Ellinger took off his glove with his teeth. His eyes, sweeping the winding road and the low, snow-covered bluffs, had something wolfish in them.
"Be careful, Frank. My rings! You hurt me!"
"Then why didn't you take them off? You used to. Are these your cedars, shall we stop here?"
"No, not here." She spoke very low. "The best ones are farther on, in a deep ravine that winds back into the hills."
Ellinger glanced at her averted head, and his heavy lips twitched in a smile at one corner. The quality of her voice had changed, and he knew the change. They went spinning along the curves of the winding road, saying not a word. Mrs. Forrester sat with her head bent forward, her face half hidden in her muff.

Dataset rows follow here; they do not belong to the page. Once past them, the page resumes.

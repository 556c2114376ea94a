// Tab bar component
//
// One tab per section. Drawn span by span (rather than with the `Tabs`
// widget) so each tab's column range can be registered as a click target.

use crate::guide::SECTIONS;
use crate::tui::app::App;
use crate::tui::layout::{Breakpoint, HitTarget};
use crate::tui::text::display_width;
use ratatui::{
    layout::Rect,
    style::{Modifier, Style},
    text::{Line, Span},
    widgets::{Block, Borders, Paragraph},
    Frame,
};

const DIVIDER: &str = "│";

/// Label for a tab at the given breakpoint, e.g. " 2 ⚡ Advanced Techniques "
fn tab_label(index: usize, bp: Breakpoint) -> String {
    let section = &SECTIONS[index];
    match bp {
        Breakpoint::Compact => format!(" {} {} ", index + 1, section.short_title),
        _ => format!(" {} {} {} ", index + 1, section.icon, section.title),
    }
}

pub fn render(f: &mut Frame, area: Rect, app: &mut App) {
    let block = Block::default()
        .borders(Borders::ALL)
        .border_type(app.theme.border_type)
        .border_style(Style::default().fg(app.theme.border));
    let inner = block.inner(area);
    f.render_widget(block, area);

    let bp = Breakpoint::from_width(area.width);
    let mut spans = Vec::new();
    let mut x = inner.x;

    for (i, section) in SECTIONS.iter().enumerate() {
        if i > 0 {
            spans.push(Span::styled(DIVIDER, Style::default().fg(app.theme.border)));
            x = x.saturating_add(display_width(DIVIDER) as u16);
        }

        let label = tab_label(i, bp);
        let width = display_width(&label) as u16;
        let style = if app.state.is_active(section.id) {
            Style::default()
                .fg(app.theme.section_color(section.id))
                .add_modifier(Modifier::BOLD | Modifier::UNDERLINED)
        } else {
            Style::default().fg(app.theme.muted)
        };

        let visible = width.min(inner.right().saturating_sub(x));
        app.hit_map.push(
            Rect::new(x, inner.y, visible, 1),
            HitTarget::Tab(section.id),
        );

        spans.push(Span::styled(label, style));
        x = x.saturating_add(width);
    }

    f.render_widget(Paragraph::new(Line::from(spans)), inner);
}

#[cfg(test)]
mod tests {
    use super::*;

    #[test]
    fn labels_shrink_on_compact_terminals() {
        assert_eq!(tab_label(1, Breakpoint::Compact), " 2 Advanced ");
        assert_eq!(tab_label(1, Breakpoint::Wide), " 2 ⚡ Advanced Techniques ");
    }
}
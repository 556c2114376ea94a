// Status bar component
//
// Key hints on the left (the copy key only when it applies), the copy
// feedback indicator on the right.

use crate::tui::app::App;
use crate::tui::layout::Breakpoint;
use ratatui::{
    layout::{Constraint, Direction, Layout, Rect},
    style::{Modifier, Style},
    text::{Line, Span},
    widgets::Paragraph,
    Frame,
};

const COPIED_LABEL: &str = "✓ Copied! ";

/// Key hints, trimmed on narrow terminals
fn hints(bp: Breakpoint) -> &'static str {
    match bp {
        Breakpoint::Compact => " 1-3 tab │ ⏎ open │ q quit",
        Breakpoint::Normal => " 1-3/Tab section │ ↑↓ card │ ⏎ open │ PgDn scroll │ q quit",
        Breakpoint::Wide => {
            " 1-3/Tab section │ ↑↓/jk card │ ⏎/Space open/close │ PgUp/PgDn scroll │ l logs │ q quit"
        }
    }
}

/// Extra hint while the focused card's template can be copied
fn copy_hint(bp: Breakpoint) -> &'static str {
    match bp {
        Breakpoint::Compact => " │ y copy",
        _ => " │ y copy template",
    }
}

pub fn render(f: &mut Frame, area: Rect, app: &App) {
    let bp = Breakpoint::from_width(area.width);

    let chunks = Layout::default()
        .direction(Direction::Horizontal)
        .constraints([
            Constraint::Min(0),
            Constraint::Length(COPIED_LABEL.chars().count() as u16 + 1),
        ])
        .split(area);

    let mut spans = vec![Span::styled(hints(bp), Style::default().fg(app.theme.muted))];
    if app.can_copy_focused() {
        spans.push(Span::styled(
            copy_hint(bp),
            Style::default().fg(app.theme.highlight),
        ));
    }
    f.render_widget(Paragraph::new(Line::from(spans)), chunks[0]);

    if app.state.copy_feedback_shown() {
        f.render_widget(
            Paragraph::new(Span::styled(
                COPIED_LABEL,
                Style::default()
                    .fg(app.theme.copied)
                    .add_modifier(Modifier::BOLD),
            ))
            .alignment(ratatui::layout::Alignment::Right),
            chunks[1],
        );
    }
}
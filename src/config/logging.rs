//! `[logging]` section: filter level and optional JSON log files
//!
//! Every key is optional. Values that don't make sense fall back to the
//! default instead of failing startup; a bad log setting should never keep
//! the guide from opening.

use serde::Deserialize;
use std::convert::Infallible;
use std::path::{Path, PathBuf};
use std::str::FromStr;
use tracing::level_filters::LevelFilter;
use tracing_appender::rolling::{self, RollingFileAppender};

const DEFAULT_LEVEL: &str = "info";
const DEFAULT_LOG_DIR: &str = "./logs";
const DEFAULT_LOG_PREFIX: &str = "prompt-guide";

/// How often a new log file is started
#[derive(Debug, Clone, Copy, Default, PartialEq, Eq)]
pub enum LogRotation {
    Hourly,
    #[default]
    Daily,
    Never,
}

impl FromStr for LogRotation {
    type Err = Infallible;

    /// Unknown names mean daily
    fn from_str(s: &str) -> Result<Self, Self::Err> {
        Ok(match s.trim().to_ascii_lowercase().as_str() {
            "hourly" => Self::Hourly,
            "never" => Self::Never,
            _ => Self::Daily,
        })
    }
}

impl LogRotation {
    pub fn as_str(&self) -> &'static str {
        match self {
            Self::Hourly => "hourly",
            Self::Daily => "daily",
            Self::Never => "never",
        }
    }

    /// File writer for `dir/prefix.<period>`
    pub fn appender(&self, dir: &Path, prefix: &str) -> RollingFileAppender {
        match self {
            Self::Hourly => rolling::hourly(dir, prefix),
            Self::Daily => rolling::daily(dir, prefix),
            Self::Never => rolling::never(dir, prefix),
        }
    }
}

/// Resolved logging settings
#[derive(Debug, Clone)]
pub struct LoggingConfig {
    /// Filter for this crate's events; `RUST_LOG` overrides it
    pub level: String,
    /// Write JSON lines to disk besides the in-app panel
    pub file_enabled: bool,
    pub file_dir: PathBuf,
    pub file_rotation: LogRotation,
    pub file_prefix: String,
}

impl Default for LoggingConfig {
    fn default() -> Self {
        Self {
            level: DEFAULT_LEVEL.to_string(),
            file_enabled: false,
            file_dir: PathBuf::from(DEFAULT_LOG_DIR),
            file_rotation: LogRotation::Daily,
            file_prefix: DEFAULT_LOG_PREFIX.to_string(),
        }
    }
}

/// `[logging]` as written in the config file
#[derive(Debug, Deserialize, Default)]
pub struct FileLogging {
    pub level: Option<String>,
    pub file_enabled: Option<bool>,
    pub file_dir: Option<String>,
    pub file_rotation: Option<String>,
    pub file_prefix: Option<String>,
}

impl LoggingConfig {
    pub fn from_file(file: Option<FileLogging>) -> Self {
        let file = file.unwrap_or_default();
        let defaults = Self::default();

        Self {
            level: file
                .level
                .and_then(|l| normalize_level(&l))
                .unwrap_or(defaults.level),
            file_enabled: file.file_enabled.unwrap_or(defaults.file_enabled),
            file_dir: file
                .file_dir
                .map(|d| expand_home(&d))
                .unwrap_or(defaults.file_dir),
            file_rotation: file
                .file_rotation
                .and_then(|r| r.parse().ok())
                .unwrap_or(defaults.file_rotation),
            file_prefix: file
                .file_prefix
                .filter(|p| !p.trim().is_empty())
                .unwrap_or(defaults.file_prefix),
        }
    }

    pub fn file_appender(&self) -> RollingFileAppender {
        self.file_rotation.appender(&self.file_dir, &self.file_prefix)
    }
}

/// Lowercased level name, or None when `tracing` wouldn't accept it
fn normalize_level(level: &str) -> Option<String> {
    let level = level.trim().to_ascii_lowercase();
    level.parse::<LevelFilter>().ok().map(|_| level)
}

/// `~/logs` -> `$HOME/logs`
fn expand_home(dir: &str) -> PathBuf {
    match (dir.strip_prefix("~/"), dirs::home_dir()) {
        (Some(rest), Some(home)) => home.join(rest),
        _ => PathBuf::from(dir),
    }
}

#[cfg(test)]
mod tests {
    use super::*;

    #[test]
    fn rotation_names_parse_loosely() {
        assert_eq!("Hourly".parse(), Ok(LogRotation::Hourly));
        assert_eq!(" never ".parse(), Ok(LogRotation::Never));
        assert_eq!("weekly".parse(), Ok(LogRotation::Daily));
    }

    #[test]
    fn bad_level_falls_back_to_info() {
        let config = LoggingConfig::from_file(Some(FileLogging {
            level: Some("loud".into()),
            ..Default::default()
        }));
        assert_eq!(config.level, "info");

        let config = LoggingConfig::from_file(Some(FileLogging {
            level: Some("DEBUG".into()),
            ..Default::default()
        }));
        assert_eq!(config.level, "debug");
    }

    #[test]
    fn blank_prefix_uses_default() {
        let config = LoggingConfig::from_file(Some(FileLogging {
            file_prefix: Some("  ".into()),
            ..Default::default()
        }));
        assert_eq!(config.file_prefix, DEFAULT_LOG_PREFIX);
    }

    #[test]
    fn home_relative_dir_is_expanded() {
        let Some(home) = dirs::home_dir() else {
            return;
        };
        assert_eq!(expand_home("~/guide-logs"), home.join("guide-logs"));
        assert_eq!(expand_home("./logs"), PathBuf::from("./logs"));
    }
}
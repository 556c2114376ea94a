// Section banner: active section title in its accent color plus the blurb

use crate::tui::app::App;
use ratatui::{
    layout::Rect,
    style::{Modifier, Style},
    text::{Line, Span},
    widgets::{Paragraph, Wrap},
    Frame,
};

pub fn render(f: &mut Frame, area: Rect, app: &App) {
    let section = app.active_section();
    let accent = app.theme.section_color(section.id);

    let lines = vec![
        Line::from(vec![
            Span::styled(format!(" {} ", section.icon), Style::default().fg(accent)),
            Span::styled(
                section.title,
                Style::default().fg(accent).add_modifier(Modifier::BOLD),
            ),
        ]),
        Line::from(Span::styled(
            format!("    {}", section.description),
            Style::default().fg(app.theme.muted),
        )),
    ];

    f.render_widget(Paragraph::new(lines).wrap(Wrap { trim: false }), area);
}
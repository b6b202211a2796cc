//! Per-client catalog of element classes, proxies, indices and scripts
//!
//! Populated while a graph is being set up and read afterward. The
//! registry holds descriptors only; handles bound to a client are built
//! from them on demand.

use std::collections::HashMap;
use std::sync::Arc;

use crate::index::IndexRef;
use crate::schema::Schema;
use crate::scripts::Scripts;
use crate::value::BaseType;

/// A named proxy over one registered element class
#[derive(Debug, Clone, PartialEq, Eq)]
pub struct ProxyEntry {
    pub name: String,
    pub element_type: String,
    pub base: BaseType,
}

/// Catalog of element classes, proxies, indices and script namespaces
#[derive(Debug, Default)]
pub struct Registry {
    classes: HashMap<String, Arc<Schema>>,
    proxies: HashMap<String, ProxyEntry>,
    indices: HashMap<String, IndexRef>,
    scripts: HashMap<String, Scripts>,
}

impl Registry {
    pub fn new() -> Self {
        Self::default()
    }

    /// Register a class under its element type
    ///
    /// The built-in `vertex` and `edge` types are never registered; they
    /// are the fallback for every unknown key.
    pub fn add_class(&mut self, schema: Arc<Schema>) {
        let key = schema.element_type();
        if BaseType::parse(key).is_some() {
            return;
        }
        self.classes.insert(key.to_string(), schema);
    }

    /// Class registered for `element_type`, `None` if unknown
    pub fn get_class(&self, element_type: &str) -> Option<Arc<Schema>> {
        self.classes.get(element_type).cloned()
    }

    pub fn has_class(&self, element_type: &str) -> bool {
        self.classes.contains_key(element_type)
    }

    pub fn add_proxy(&mut self, name: impl Into<String>, schema: &Schema) {
        let name = name.into();
        self.proxies.insert(
            name.clone(),
            ProxyEntry {
                name,
                element_type: schema.element_type().to_string(),
                base: schema.base(),
            },
        );
    }

    pub fn get_proxy(&self, name: &str) -> Option<&ProxyEntry> {
        self.proxies.get(name)
    }

    pub fn add_index(&mut self, index: IndexRef) {
        self.indices.insert(index.name.clone(), index);
    }

    pub fn get_index(&self, name: &str) -> Option<&IndexRef> {
        self.indices.get(name)
    }

    pub fn remove_index(&mut self, name: &str) -> Option<IndexRef> {
        self.indices.remove(name)
    }

    /// Add scripts, merging into an existing namespace
    pub fn add_scripts(&mut self, scripts: Scripts) {
        match self.scripts.get_mut(scripts.namespace()) {
            Some(existing) => {
                for name in scripts.names() {
                    if let Ok(method) = scripts.method(name) {
                        existing.insert(method.clone());
                    }
                }
            }
            None => {
                self.scripts.insert(scripts.namespace().to_string(), scripts);
            }
        }
    }

    pub fn get_scripts(&self, namespace: &str) -> Option<&Scripts> {
        self.scripts.get(namespace)
    }
}
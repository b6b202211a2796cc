//! Trellis Neo4j - Neo4j Server REST backend
//!
//! Speaks the Neo4j Server REST API (`/db/data`) with the Gremlin plugin
//! for scripts.

pub mod client;
pub mod record;

pub use client::{Neo4jClient, SCRIPT_NAMESPACE};
pub use record::{Neo4jRecord, Neo4jResponse, NODE_AUTO_INDEX, RELATIONSHIP_AUTO_INDEX};

use std::sync::Arc;
use trellis_core::{Config, Graph, Result};

/// Connect to a Neo4j server and prepare a graph handle
pub fn connect(config: Config) -> Result<Graph> {
    Graph::new(Arc::new(Neo4jClient::new(config)?))
}

/// Connect to a local server on the default port
pub fn connect_default() -> Result<Graph> {
    connect(Config::new(trellis_core::config::NEO4J_URI))
}
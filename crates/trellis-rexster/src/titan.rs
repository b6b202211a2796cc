//! Titan key indices
//!
//! Titan has no named manual indices. Properties are indexed per key under
//! `/keyindices/{vertex|edge}/{key}` and looked up with
//! `/vertices?key=..&value=..`. Any index name resolves to an automatic
//! index over the element class, so index-on-write is left to the server.

use serde_json::{json, Value as JsonValue};

use trellis_core::{BaseType, HttpRequest, IndexKind, IndexRef, Response, Result, TrellisError};

use crate::client::{typed_value, RexsterClient};
use crate::record::class_segment;

impl RexsterClient {
    /// Index descriptor standing in for a named index
    pub(crate) fn titan_index(&self, base: BaseType, name: &str) -> Box<dyn Response> {
        self.synthetic(json!({
            "name": name,
            "class": base.as_str(),
            "type": IndexKind::Automatic.as_str(),
        }))
    }

    pub(crate) fn titan_create_index(&self, index: &IndexRef) -> Result<Box<dyn Response>> {
        if index.kind != IndexKind::Automatic {
            return Err(TrellisError::Unsupported(format!(
                "titan has no {} indices; create a key index instead",
                index.kind
            )));
        }
        Ok(self.titan_index(index.base, &index.name))
    }

    pub(crate) fn titan_lookup(
        &self,
        base: BaseType,
        key: &str,
        value: &JsonValue,
    ) -> Result<Box<dyn Response>> {
        let request = HttpRequest::get([class_segment(base)])
            .param("key", key)
            .param("value", typed_value(value));
        Ok(Box::new(self.send(request)?))
    }

    /// Index a property key for one element class
    pub fn create_key_index(&self, base: BaseType, key: &str) -> Result<()> {
        self.send(HttpRequest::post(["keyindices", base.as_str(), key]))?;
        tracing::info!("Created titan {} key index '{}'", base, key);
        Ok(())
    }

    /// Keys currently indexed for one element class
    pub fn key_indices(&self, base: BaseType) -> Result<Vec<String>> {
        let response = self.send(HttpRequest::get(["keyindices", base.as_str()]))?;
        let keys = response
            .content()
            .and_then(|content| content.get("results"))
            .and_then(JsonValue::as_array)
            .map(|keys| {
                keys.iter()
                    .filter_map(JsonValue::as_str)
                    .map(str::to_string)
                    .collect()
            })
            .unwrap_or_default();
        Ok(keys)
    }

    pub fn drop_key_index(&self, base: BaseType, key: &str) -> Result<()> {
        self.send(HttpRequest::delete(["keyindices", base.as_str(), key]))?;
        tracing::info!("Dropped titan {} key index '{}'", base, key);
        Ok(())
    }
}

At last she told him to stop. To the right of the road he saw a thicket. Behind it a dry watercourse wound into the bluffs. The tops of the dark, still cedars, just visible from the road, indicated its windings.
"Sit still," he said, "while I take out the horses."
When the blue shadows of approaching dusk were beginning to fall over the snow, one of the Blum boys, slipping quietly along through the timber in search of rabbits, came upon the empty cutter standing in the brush, and near it the two ponies, stamping impatiently where they were tied. Adolph slid bade into the thicket and lay down behind a fallen log to see what would happen. Not much ever happened to him but weather.
Presently he heard low voices, coming nearer from the ravine. The big stranger who was visiting at the Forresters' emerged, carrying the buffalo robes on one arm; Mrs. Forrester herself was clinging to the other. They walked slowly, wholly absorbed by what they were saying to each other. When they came up to the sleigh, the man spread the robes on the seat and put his hands under Mrs. Forrester's arms to lift her in. But he did not lift her; he stood for a long while holding her crushed up against his breast, her face hidden in his black overcoat.
"What about those damned cedar boughs?" he asked, after he had put her in and covered her up. "Shall I go back and cut some?"